How in the world do you keep them off your cars?


----------



## Roll farms (Jan 15, 2011)

Nissan went today, I told her to send a "kid now" message to your girls.

PS...I bought the fudge makin's.


----------



## jodief100 (Jan 15, 2011)

If Nissan went today then she had Train's kids right?   Yah for you!  

Maybe Scrambled can come down and get some of them started.  They are driving me nuts!  

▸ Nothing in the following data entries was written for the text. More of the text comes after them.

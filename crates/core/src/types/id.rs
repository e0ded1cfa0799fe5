//! Newtype IDs for type-safe entity references.
//!
//! Use the `define_id!` macro to create type-safe ID wrappers that prevent
//! accidentally mixing IDs from different entity types.

/// Macro to define a type-safe ID wrapper.
///
/// Creates a newtype wrapper around `i64` with:
/// - `Serialize`/`Deserialize` with `#[serde(transparent)]`
/// - `Debug`, `Clone`, `Copy`, `PartialEq`, `Eq`, `Hash`
/// - Conversion methods: `new()`, `as_i64()`
/// - `From<i64>` and `Into<i64>` implementations
///
/// # Example
///
/// ```rust
/// # use bee_commerce_core::define_id;
/// define_id!(WarehouseId);
/// define_id!(ShipmentId);
///
/// let warehouse_id = WarehouseId::new(1);
/// let shipment_id = ShipmentId::new(1);
///
/// // These are different types, so this won't compile:
/// // let _: WarehouseId = shipment_id;
/// ```
#[macro_export]
macro_rules! define_id {
    ($name:ident) => {
        #[derive(
            Debug,
            Clone,
            Copy,
            PartialEq,
            Eq,
            Hash,
            ::serde::Serialize,
            ::serde::Deserialize
        )]
        #[serde(transparent)]
        pub struct $name(i64);

        impl $name {
            /// Create a new ID from an i64 value.
            #[must_use]
            pub const fn new(id: i64) -> Self {
                Self(id)
            }

            /// Get the underlying i64 value.
            #[must_use]
            pub const fn as_i64(&self) -> i64 {
                self.0
            }
        }

        impl ::core::fmt::Display for $name {
            fn fmt(&self, f: &mut ::core::fmt::Formatter<'_>) -> ::core::fmt::Result {
                write!(f, "{}", self.0)
            }
        }

        impl From<i64> for $name {
            fn from(id: i64) -> Self {
                Self(id)
            }
        }

        impl From<$name> for i64 {
            fn from(id: $name) -> Self {
                id.0
            }
        }

        impl ::core::str::FromStr for $name {
            type Err = ::core::num::ParseIntError;

            fn from_str(s: &str) -> ::core::result::Result<Self, Self::Err> {
                s.parse::<i64>().map(Self)
            }
        }
    };
}

// Define standard entity IDs
define_id!(ProductId);
define_id!(CategoryId);
define_id!(OrderId);
define_id!(UserId);

#[cfg(test)]
#[allow(clippy::unwrap_used)]
mod tests {
    use super::*;

    #[test]
    fn test_id_roundtrip() {
        let id = ProductId::new(42);
        assert_eq!(id.as_i64(), 42);
        assert_eq!(i64::from(id), 42);
        assert_eq!(ProductId::from(42), id);
    }

    #[test]
    fn test_id_display() {
        assert_eq!(CategoryId::new(7).to_string(), "7");
    }

    #[test]
    fn test_id_serde_transparent() {
        let id = OrderId::new(99);
        let json = serde_json::to_string(&id).unwrap();
        assert_eq!(json, "99");
        let back: OrderId = serde_json::from_str(&json).unwrap();
        assert_eq!(back, id);
    }

    #[test]
    fn test_id_from_str() {
        let id: ProductId = "123".parse().unwrap();
        assert_eq!(id, ProductId::new(123));
        assert!("abc".parse::<ProductId>().is_err());
    }
}
//! BEE-Commerce CLI - storefront client for the terminal.
//!
//! # Usage
//!
//! ```bash
//! # Create an account and log in
//! bee register -u bee -e bee@example.com
//! bee login -u bee
//!
//! # Browse the catalog
//! bee categories
//! bee products --search honey --page 2
//!
//! # Place an order (product-id:quantity pairs)
//! bee checkout 7:2 12:1
//!
//! # Account
//! bee orders
//! bee profile show
//! bee profile set --first-name Bea
//! bee logout
//! ```
//!
//! Credentials persist between invocations in the token file configured by
//! `BEE_TOKEN_PATH`; expired access tokens are renewed transparently.

#![cfg_attr(not(test), forbid(unsafe_code))]
#![allow(clippy::print_stdout)]

use clap::{Parser, Subcommand};

use bee_commerce_client::{ClientConfig, Storefront};

mod commands;

#[derive(Parser)]
#[command(name = "bee")]
#[command(author, version, about = "BEE-Commerce storefront CLI")]
struct Cli {
    #[command(subcommand)]
    command: Commands,
}

#[derive(Subcommand)]
enum Commands {
    /// Log in and store the session
    Login {
        /// Username
        #[arg(short, long)]
        username: String,

        /// Password (prompted when omitted)
        #[arg(short, long)]
        password: Option<String>,
    },
    /// Forget the stored session
    Logout,
    /// Create a new account and log in
    Register {
        /// Username
        #[arg(short, long)]
        username: String,

        /// Email address
        #[arg(short, long)]
        email: String,

        /// Password (prompted when omitted)
        #[arg(short, long)]
        password: Option<String>,
    },
    /// List product categories
    Categories,
    /// Browse the product catalog
    Products {
        /// Restrict to one category id
        #[arg(short, long)]
        category: Option<i64>,

        /// Search term matched against name and description
        #[arg(short, long)]
        search: Option<String>,

        /// Page to show
        #[arg(short, long, default_value_t = 1)]
        page: u32,

        /// Items per page (10, 20, or 50)
        #[arg(long, default_value_t = 10)]
        page_size: u32,
    },
    /// Place an order from product-id:quantity pairs
    Checkout {
        /// Items as `product_id:quantity`, e.g. `7:2`
        #[arg(required = true)]
        items: Vec<String>,
    },
    /// Show order history
    Orders,
    /// Show or update the account profile
    Profile {
        #[command(subcommand)]
        action: ProfileAction,
    },
}

#[derive(Subcommand)]
enum ProfileAction {
    /// Show the profile
    Show,
    /// Update profile fields
    Set {
        /// New username
        #[arg(long)]
        username: Option<String>,

        /// New email address
        #[arg(long)]
        email: Option<String>,

        /// New first name (empty string clears it)
        #[arg(long)]
        first_name: Option<String>,

        /// New last name (empty string clears it)
        #[arg(long)]
        last_name: Option<String>,
    },
}

#[tokio::main]
async fn main() {
    tracing_subscriber::fmt()
        .with_env_filter(tracing_subscriber::EnvFilter::from_default_env())
        .init();

    let cli = Cli::parse();

    if let Err(e) = run(cli).await {
        tracing::error!("Command failed: {e}");
        std::process::exit(1);
    }
}

async fn run(cli: Cli) -> Result<(), Box<dyn std::error::Error>> {
    let config = ClientConfig::from_env()?;
    let mut shop = Storefront::new(config)?;
    shop.restore();

    match cli.command {
        Commands::Login { username, password } => {
            commands::auth::login(&mut shop, &username, password).await?;
        }
        Commands::Logout => commands::auth::logout(&mut shop)?,
        Commands::Register {
            username,
            email,
            password,
        } => {
            commands::auth::register(&mut shop, &username, &email, password).await?;
        }
        Commands::Categories => commands::catalog::categories(&shop).await?,
        Commands::Products {
            category,
            search,
            page,
            page_size,
        } => {
            commands::catalog::products(&mut shop, category, search, page, page_size).await?;
        }
        Commands::Checkout { items } => commands::checkout::place_order(&mut shop, &items).await?,
        Commands::Orders => commands::orders::list(&shop).await?,
        Commands::Profile { action } => match action {
            ProfileAction::Show => commands::profile::show(&shop).await?,
            ProfileAction::Set {
                username,
                email,
                first_name,
                last_name,
            } => {
                commands::profile::update(&shop, username, email, first_name, last_name).await?;
            }
        },
    }
    Ok(())
}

What do you think of those udders?  I think they are pretty good looking- for meat goats.


----------



## BetterHensandGardens (Jan 15, 2011)

Hope it happens soon and good luck!


----------



## Roll farms (Jan 15, 2011)

They look real good.  
Nissan gave a solid 12 oz of colostrum, 1st milking...more than I usually get from a boer doe.
There is some dairy in Kiko background, so it makes sense they'd have better udders than most boers.
And it'd be yay if one was a girl...doesn't matter w/ wethers, darn it.


----------



## jodief100 (Jan 15, 2011)

greenfamilyfarms said:
			
		

> How in the world do you keep them off your cars?


They never get on them.  I don't know why but they don't.  They will get in the truck bed or in the trailer but never on the cars.  

I just put everyone up for the night.  Still no signs of impending labor.


----------



## ksalvagno (Jan 15, 2011)

Good luck. Hopefully soon for you.


----------



## jodief100 (Jan 20, 2011)

Day 37 from when I saw udders starting to build.  

Fat Girl has dropped and is lying down a lot but was contentedly munching hay when I left.  Her udder is HUGE!  It is bulging out around her legs and spilling out the back.  

Cleo seems to have doubled in size in the last week but she doesn't look like she will go anytime soon.  

Big storm today, 6"-8" of snow with the bulk of it coming down during rush hour.  Sounds like a good day to kid.


----------



## SDGsoap&dairy (Jan 20, 2011)

jodief100 said:
			
		

> Big storm today, 6"-8" of snow with the bulk of it coming down during rush hour.  Sounds like a good day to kid.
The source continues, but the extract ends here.